Data supplied -

- - -

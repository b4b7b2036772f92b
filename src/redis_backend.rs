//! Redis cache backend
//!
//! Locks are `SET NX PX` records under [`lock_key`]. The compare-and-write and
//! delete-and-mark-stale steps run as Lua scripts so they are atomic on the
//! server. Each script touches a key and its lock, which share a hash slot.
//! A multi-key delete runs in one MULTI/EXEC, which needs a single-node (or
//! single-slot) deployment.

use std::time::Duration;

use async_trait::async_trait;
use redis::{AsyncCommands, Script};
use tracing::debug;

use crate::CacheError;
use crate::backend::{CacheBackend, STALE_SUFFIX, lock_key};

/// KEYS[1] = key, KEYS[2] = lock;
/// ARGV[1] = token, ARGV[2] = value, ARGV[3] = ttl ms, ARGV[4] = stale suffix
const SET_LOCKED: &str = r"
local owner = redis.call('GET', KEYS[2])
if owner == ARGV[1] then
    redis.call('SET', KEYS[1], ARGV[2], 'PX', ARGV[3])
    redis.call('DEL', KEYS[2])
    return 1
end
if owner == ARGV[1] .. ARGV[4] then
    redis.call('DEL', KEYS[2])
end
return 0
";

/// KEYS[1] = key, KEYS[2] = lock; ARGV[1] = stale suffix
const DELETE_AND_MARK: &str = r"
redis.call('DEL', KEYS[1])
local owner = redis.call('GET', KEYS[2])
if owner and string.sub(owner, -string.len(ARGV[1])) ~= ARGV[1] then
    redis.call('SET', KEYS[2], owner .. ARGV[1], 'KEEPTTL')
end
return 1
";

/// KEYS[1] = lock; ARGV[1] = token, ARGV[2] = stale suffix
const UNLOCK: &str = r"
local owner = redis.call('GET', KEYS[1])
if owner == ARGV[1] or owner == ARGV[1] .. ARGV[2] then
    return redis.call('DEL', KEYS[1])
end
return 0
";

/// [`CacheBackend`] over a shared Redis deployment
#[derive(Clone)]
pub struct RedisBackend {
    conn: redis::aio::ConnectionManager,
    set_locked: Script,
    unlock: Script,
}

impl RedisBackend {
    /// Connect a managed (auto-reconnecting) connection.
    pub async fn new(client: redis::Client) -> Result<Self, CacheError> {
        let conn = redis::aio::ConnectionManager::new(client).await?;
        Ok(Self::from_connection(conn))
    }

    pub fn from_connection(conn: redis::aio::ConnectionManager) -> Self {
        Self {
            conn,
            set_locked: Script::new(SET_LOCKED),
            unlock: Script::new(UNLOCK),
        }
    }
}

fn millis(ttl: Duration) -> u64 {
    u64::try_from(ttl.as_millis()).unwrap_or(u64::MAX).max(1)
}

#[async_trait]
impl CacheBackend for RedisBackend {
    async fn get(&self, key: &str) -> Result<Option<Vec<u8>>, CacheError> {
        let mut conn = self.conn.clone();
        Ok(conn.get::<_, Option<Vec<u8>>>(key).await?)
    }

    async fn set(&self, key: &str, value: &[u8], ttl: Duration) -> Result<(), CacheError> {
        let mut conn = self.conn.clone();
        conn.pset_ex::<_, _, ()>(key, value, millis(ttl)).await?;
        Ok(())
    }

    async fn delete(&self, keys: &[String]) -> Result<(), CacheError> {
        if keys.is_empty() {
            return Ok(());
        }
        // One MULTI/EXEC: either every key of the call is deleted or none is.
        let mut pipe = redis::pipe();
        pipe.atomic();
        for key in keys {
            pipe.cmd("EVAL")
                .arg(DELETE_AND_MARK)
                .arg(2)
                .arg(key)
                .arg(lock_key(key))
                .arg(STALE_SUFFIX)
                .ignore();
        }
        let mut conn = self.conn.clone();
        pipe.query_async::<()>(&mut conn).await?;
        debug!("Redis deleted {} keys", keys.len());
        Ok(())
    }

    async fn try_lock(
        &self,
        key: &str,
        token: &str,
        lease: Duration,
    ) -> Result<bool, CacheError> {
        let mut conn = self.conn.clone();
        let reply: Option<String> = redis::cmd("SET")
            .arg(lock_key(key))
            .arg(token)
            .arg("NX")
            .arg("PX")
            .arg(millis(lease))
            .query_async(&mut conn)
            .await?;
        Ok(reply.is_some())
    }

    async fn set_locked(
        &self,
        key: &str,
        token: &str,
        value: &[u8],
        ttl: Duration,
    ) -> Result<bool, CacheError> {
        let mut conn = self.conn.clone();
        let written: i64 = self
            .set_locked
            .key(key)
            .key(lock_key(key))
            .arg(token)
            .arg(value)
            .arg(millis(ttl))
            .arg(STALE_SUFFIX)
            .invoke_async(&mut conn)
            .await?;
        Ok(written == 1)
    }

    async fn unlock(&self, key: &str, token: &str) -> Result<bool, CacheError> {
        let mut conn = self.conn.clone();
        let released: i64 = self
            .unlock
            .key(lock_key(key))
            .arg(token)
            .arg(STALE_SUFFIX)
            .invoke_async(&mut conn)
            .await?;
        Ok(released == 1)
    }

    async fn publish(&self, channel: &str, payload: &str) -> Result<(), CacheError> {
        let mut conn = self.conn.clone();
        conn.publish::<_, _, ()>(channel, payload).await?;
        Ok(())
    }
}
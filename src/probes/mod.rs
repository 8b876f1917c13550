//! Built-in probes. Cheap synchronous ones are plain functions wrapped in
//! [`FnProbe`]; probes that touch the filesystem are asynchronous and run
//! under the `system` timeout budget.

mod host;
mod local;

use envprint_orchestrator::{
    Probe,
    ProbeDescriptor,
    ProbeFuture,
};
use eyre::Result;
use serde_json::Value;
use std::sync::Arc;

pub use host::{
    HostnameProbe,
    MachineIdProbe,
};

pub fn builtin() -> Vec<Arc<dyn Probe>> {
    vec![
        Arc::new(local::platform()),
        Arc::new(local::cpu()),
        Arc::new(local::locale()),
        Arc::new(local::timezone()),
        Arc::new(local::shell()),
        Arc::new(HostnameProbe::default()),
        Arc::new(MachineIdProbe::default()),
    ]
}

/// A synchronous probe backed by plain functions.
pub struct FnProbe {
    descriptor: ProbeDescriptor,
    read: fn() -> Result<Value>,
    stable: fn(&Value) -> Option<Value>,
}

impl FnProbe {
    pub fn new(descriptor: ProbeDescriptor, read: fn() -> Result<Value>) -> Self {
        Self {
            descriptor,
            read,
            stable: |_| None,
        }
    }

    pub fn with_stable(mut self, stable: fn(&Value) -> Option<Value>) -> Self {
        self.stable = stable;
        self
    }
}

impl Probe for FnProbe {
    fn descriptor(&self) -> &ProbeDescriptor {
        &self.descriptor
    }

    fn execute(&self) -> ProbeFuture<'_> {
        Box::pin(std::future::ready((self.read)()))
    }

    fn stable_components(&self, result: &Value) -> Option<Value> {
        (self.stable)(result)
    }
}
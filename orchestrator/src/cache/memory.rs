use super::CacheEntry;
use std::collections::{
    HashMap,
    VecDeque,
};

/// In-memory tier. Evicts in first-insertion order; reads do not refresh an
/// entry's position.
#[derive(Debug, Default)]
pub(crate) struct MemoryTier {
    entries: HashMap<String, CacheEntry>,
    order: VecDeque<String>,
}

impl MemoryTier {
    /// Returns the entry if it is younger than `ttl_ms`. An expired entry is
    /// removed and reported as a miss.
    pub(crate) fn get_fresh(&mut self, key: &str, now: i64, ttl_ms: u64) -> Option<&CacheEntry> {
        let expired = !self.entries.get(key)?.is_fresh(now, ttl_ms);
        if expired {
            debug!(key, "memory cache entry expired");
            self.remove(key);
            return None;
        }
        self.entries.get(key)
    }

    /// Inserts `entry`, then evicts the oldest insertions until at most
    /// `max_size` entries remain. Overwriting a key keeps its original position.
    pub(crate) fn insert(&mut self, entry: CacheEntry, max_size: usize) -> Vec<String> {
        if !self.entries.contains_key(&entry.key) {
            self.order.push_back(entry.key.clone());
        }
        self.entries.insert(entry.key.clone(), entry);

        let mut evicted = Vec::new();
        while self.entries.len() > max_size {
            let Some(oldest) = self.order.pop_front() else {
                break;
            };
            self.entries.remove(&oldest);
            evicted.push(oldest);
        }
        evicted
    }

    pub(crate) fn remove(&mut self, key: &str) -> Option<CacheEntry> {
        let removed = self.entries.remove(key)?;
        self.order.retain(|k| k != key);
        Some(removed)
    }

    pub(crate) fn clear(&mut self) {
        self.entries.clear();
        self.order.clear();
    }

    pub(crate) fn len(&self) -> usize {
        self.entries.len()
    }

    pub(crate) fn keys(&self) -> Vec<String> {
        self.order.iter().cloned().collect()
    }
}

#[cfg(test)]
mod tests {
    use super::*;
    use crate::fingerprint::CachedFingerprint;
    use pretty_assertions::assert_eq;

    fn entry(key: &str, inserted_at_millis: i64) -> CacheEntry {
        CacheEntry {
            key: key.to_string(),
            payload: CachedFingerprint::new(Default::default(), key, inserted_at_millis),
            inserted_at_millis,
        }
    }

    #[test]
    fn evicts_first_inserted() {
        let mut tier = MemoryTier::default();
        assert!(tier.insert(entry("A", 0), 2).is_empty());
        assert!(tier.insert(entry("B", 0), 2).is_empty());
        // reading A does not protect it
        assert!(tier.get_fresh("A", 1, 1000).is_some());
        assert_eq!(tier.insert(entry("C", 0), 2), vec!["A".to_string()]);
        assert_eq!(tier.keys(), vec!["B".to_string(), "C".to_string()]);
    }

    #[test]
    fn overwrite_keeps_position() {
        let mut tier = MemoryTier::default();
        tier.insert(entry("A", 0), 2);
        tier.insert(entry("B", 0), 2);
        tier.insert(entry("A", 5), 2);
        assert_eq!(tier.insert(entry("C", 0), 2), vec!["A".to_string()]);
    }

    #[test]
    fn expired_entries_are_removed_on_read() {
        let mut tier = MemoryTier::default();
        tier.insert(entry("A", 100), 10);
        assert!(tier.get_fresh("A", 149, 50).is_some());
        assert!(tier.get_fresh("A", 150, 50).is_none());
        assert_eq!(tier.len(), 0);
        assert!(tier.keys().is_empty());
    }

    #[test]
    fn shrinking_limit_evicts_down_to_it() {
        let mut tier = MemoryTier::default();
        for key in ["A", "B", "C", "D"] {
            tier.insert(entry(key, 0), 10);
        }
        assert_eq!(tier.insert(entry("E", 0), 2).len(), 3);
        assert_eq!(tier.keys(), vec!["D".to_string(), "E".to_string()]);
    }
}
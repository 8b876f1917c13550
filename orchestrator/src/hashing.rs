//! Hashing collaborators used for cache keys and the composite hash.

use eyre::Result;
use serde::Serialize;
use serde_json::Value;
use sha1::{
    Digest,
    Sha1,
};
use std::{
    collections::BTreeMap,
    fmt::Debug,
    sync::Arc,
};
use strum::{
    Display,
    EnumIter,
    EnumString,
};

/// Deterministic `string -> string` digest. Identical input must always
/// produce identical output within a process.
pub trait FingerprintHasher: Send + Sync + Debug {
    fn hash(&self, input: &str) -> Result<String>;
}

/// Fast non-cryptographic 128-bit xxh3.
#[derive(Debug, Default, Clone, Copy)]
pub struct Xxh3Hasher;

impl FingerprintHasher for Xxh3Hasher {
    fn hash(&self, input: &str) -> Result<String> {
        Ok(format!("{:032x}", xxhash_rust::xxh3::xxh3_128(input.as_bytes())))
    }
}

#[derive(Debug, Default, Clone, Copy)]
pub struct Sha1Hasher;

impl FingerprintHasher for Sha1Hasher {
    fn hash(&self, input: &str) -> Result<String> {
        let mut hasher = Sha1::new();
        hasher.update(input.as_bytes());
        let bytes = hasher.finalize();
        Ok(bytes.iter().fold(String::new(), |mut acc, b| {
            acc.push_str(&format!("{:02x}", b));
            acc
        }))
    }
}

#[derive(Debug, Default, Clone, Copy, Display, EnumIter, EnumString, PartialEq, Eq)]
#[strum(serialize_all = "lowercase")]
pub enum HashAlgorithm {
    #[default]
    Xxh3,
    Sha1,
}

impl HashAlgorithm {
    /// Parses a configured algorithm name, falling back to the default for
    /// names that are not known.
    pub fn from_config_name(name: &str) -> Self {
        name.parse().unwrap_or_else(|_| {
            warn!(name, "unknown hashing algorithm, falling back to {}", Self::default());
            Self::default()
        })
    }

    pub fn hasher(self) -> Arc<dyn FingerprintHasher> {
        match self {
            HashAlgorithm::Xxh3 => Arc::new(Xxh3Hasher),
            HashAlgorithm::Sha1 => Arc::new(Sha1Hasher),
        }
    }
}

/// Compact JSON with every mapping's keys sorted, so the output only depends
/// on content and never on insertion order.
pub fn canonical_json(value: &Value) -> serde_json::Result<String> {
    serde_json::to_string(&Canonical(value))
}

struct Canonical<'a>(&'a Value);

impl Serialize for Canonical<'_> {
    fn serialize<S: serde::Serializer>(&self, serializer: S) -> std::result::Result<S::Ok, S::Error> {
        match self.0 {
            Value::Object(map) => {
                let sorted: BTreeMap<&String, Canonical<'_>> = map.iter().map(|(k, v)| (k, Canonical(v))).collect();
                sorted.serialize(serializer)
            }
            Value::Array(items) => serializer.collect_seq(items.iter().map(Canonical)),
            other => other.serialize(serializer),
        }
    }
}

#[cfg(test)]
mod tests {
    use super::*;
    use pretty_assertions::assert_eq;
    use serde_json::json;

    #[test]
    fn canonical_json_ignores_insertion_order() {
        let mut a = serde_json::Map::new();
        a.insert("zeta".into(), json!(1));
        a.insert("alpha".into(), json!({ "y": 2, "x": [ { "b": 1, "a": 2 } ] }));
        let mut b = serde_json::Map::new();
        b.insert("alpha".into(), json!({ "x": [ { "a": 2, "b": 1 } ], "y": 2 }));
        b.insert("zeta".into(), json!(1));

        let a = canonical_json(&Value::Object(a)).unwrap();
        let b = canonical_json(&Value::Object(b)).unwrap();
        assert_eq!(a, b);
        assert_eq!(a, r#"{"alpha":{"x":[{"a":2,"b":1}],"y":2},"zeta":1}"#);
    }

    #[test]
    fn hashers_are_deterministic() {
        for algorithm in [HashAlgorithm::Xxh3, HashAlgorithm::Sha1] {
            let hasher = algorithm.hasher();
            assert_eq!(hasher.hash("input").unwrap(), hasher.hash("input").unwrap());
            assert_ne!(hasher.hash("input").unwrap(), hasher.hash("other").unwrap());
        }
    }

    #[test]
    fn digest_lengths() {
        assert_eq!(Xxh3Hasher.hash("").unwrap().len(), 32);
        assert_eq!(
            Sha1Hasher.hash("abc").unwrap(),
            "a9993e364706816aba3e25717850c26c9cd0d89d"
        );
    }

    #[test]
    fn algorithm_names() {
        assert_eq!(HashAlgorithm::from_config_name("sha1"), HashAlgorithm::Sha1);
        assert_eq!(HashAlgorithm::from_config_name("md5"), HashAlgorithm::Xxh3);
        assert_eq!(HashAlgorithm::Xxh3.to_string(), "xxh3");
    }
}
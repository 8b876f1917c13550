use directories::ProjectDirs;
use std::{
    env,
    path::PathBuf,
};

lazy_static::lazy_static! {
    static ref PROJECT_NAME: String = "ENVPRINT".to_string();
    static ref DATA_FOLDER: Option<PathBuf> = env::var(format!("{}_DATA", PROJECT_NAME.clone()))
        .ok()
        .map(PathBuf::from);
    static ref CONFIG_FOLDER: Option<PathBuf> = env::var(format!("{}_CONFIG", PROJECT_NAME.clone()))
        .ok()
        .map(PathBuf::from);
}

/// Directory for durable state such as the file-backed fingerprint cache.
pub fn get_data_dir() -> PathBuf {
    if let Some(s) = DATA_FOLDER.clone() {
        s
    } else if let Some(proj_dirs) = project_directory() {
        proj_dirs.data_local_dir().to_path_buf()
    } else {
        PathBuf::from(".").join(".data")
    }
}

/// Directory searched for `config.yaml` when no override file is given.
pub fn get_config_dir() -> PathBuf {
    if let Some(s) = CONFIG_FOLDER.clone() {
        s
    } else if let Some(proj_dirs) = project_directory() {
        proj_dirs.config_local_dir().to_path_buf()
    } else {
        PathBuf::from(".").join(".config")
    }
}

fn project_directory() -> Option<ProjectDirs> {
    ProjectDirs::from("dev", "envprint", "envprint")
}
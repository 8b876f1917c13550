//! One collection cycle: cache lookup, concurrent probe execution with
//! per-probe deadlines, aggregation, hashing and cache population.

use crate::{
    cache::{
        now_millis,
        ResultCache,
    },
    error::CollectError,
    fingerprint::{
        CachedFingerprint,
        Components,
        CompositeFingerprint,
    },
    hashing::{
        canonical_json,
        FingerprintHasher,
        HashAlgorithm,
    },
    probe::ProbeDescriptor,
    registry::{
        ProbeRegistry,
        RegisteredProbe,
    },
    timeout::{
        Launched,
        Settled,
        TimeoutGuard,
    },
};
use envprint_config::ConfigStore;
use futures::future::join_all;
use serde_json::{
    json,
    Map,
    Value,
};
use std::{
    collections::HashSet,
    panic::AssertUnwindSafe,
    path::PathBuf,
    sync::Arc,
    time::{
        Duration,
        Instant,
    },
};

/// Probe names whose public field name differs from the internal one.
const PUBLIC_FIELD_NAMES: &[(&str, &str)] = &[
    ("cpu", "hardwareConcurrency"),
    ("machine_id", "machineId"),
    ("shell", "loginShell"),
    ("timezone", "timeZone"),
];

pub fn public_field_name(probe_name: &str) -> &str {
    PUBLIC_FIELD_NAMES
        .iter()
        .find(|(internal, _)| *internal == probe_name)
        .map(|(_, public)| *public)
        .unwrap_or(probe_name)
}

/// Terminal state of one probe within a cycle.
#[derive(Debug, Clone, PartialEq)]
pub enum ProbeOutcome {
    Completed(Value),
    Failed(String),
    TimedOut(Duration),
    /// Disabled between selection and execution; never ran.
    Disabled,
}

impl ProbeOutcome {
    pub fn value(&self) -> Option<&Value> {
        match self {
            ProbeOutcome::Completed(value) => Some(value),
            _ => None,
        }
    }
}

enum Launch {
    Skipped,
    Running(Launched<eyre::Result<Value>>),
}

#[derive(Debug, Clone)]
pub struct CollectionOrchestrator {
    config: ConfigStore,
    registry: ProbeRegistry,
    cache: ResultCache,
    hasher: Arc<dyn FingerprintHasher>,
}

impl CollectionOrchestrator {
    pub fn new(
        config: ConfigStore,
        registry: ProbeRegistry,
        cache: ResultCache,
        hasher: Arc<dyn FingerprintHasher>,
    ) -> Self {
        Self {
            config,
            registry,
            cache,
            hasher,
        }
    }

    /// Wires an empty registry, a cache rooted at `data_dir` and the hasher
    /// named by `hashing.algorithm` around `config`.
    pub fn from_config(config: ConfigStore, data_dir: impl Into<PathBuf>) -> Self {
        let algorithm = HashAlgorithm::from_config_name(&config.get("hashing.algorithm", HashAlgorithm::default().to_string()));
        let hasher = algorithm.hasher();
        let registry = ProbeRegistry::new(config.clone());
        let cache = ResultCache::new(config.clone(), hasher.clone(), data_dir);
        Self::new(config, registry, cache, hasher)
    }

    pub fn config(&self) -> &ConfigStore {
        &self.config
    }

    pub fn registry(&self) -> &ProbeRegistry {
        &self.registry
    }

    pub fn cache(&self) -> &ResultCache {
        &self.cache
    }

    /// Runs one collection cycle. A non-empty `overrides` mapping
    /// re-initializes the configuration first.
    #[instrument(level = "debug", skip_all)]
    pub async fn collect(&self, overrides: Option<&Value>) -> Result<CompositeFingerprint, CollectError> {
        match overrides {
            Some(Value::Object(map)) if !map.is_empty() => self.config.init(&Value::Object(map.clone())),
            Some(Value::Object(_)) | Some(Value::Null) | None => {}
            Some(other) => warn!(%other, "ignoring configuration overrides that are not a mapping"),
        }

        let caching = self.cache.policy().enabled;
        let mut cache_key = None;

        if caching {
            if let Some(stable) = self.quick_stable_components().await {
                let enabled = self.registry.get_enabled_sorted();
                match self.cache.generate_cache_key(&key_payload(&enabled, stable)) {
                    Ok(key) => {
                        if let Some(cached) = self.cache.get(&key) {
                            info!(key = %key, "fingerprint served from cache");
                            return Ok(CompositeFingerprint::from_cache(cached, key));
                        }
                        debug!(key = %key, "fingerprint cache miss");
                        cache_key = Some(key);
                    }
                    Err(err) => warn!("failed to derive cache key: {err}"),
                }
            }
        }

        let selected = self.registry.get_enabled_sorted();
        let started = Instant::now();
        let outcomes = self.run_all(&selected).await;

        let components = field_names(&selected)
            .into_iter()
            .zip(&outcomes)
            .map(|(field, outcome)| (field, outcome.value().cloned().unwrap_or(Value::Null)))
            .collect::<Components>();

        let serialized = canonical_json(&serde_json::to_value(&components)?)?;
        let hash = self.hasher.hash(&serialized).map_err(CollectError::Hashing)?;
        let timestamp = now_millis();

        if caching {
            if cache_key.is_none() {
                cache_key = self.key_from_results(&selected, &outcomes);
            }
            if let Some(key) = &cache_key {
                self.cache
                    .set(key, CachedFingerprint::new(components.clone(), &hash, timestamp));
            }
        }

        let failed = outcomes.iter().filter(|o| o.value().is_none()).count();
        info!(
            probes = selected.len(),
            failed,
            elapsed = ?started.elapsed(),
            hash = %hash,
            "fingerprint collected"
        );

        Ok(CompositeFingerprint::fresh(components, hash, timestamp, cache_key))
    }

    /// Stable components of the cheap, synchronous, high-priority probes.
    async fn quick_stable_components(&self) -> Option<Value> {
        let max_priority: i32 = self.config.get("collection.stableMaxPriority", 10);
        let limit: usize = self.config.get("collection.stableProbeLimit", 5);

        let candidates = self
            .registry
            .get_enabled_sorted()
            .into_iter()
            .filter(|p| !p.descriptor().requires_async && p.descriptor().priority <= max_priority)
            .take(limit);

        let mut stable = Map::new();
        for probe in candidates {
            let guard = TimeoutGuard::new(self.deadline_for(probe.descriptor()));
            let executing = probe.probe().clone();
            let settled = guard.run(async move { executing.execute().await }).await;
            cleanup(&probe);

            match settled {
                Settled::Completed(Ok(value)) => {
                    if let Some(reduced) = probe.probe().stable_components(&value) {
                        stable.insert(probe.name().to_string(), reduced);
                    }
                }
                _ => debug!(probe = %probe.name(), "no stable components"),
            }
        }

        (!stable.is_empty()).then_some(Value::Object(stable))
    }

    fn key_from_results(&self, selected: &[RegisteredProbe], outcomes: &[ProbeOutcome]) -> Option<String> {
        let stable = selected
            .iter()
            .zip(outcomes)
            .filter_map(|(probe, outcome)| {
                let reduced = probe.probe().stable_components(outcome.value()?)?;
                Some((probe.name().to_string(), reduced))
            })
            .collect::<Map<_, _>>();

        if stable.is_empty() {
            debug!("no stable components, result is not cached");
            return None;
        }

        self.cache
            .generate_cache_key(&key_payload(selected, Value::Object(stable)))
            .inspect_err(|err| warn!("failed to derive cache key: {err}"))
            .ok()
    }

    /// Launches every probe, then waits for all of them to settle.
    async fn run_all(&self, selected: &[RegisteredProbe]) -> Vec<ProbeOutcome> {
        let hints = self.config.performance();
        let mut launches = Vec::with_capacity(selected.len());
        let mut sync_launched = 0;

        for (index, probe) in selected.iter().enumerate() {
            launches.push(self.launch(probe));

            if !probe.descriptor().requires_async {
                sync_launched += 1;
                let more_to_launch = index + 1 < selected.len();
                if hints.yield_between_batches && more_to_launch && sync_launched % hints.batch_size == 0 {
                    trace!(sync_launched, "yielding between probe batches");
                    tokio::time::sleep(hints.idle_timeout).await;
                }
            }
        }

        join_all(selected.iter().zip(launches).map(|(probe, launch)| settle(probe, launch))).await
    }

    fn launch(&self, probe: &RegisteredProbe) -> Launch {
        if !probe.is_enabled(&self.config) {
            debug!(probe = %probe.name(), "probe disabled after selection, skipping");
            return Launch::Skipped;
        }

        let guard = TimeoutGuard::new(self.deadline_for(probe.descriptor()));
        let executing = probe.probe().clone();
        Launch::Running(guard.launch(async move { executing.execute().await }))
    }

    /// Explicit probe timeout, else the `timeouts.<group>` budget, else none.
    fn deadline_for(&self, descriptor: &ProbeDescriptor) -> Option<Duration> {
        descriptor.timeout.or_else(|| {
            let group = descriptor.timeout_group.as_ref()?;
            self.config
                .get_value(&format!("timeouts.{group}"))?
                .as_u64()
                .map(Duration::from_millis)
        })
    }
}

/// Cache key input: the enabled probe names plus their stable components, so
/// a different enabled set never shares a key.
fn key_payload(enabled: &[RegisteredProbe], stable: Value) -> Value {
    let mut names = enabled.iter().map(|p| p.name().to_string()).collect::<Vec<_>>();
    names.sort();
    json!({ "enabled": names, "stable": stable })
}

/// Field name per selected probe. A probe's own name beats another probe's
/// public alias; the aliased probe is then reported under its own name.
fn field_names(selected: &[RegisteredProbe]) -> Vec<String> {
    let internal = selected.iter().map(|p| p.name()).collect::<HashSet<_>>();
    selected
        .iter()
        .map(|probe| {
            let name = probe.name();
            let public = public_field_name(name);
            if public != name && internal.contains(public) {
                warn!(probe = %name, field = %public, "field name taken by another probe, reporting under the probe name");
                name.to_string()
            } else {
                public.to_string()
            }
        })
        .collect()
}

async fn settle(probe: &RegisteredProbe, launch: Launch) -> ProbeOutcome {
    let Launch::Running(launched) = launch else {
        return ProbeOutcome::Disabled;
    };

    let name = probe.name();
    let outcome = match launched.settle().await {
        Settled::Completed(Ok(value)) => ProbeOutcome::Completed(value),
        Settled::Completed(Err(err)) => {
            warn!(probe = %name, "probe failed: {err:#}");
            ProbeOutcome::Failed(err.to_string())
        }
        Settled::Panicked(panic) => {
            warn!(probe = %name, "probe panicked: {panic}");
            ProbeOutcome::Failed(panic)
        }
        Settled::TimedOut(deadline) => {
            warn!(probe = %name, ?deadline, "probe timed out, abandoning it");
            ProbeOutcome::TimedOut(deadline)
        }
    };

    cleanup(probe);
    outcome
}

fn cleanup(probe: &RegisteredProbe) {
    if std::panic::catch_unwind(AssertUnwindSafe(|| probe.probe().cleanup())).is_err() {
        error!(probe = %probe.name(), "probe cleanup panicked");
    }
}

- - -

What the task requires - Provide the count of lines above containing "FnProbe", without any added words.

Task answer - 4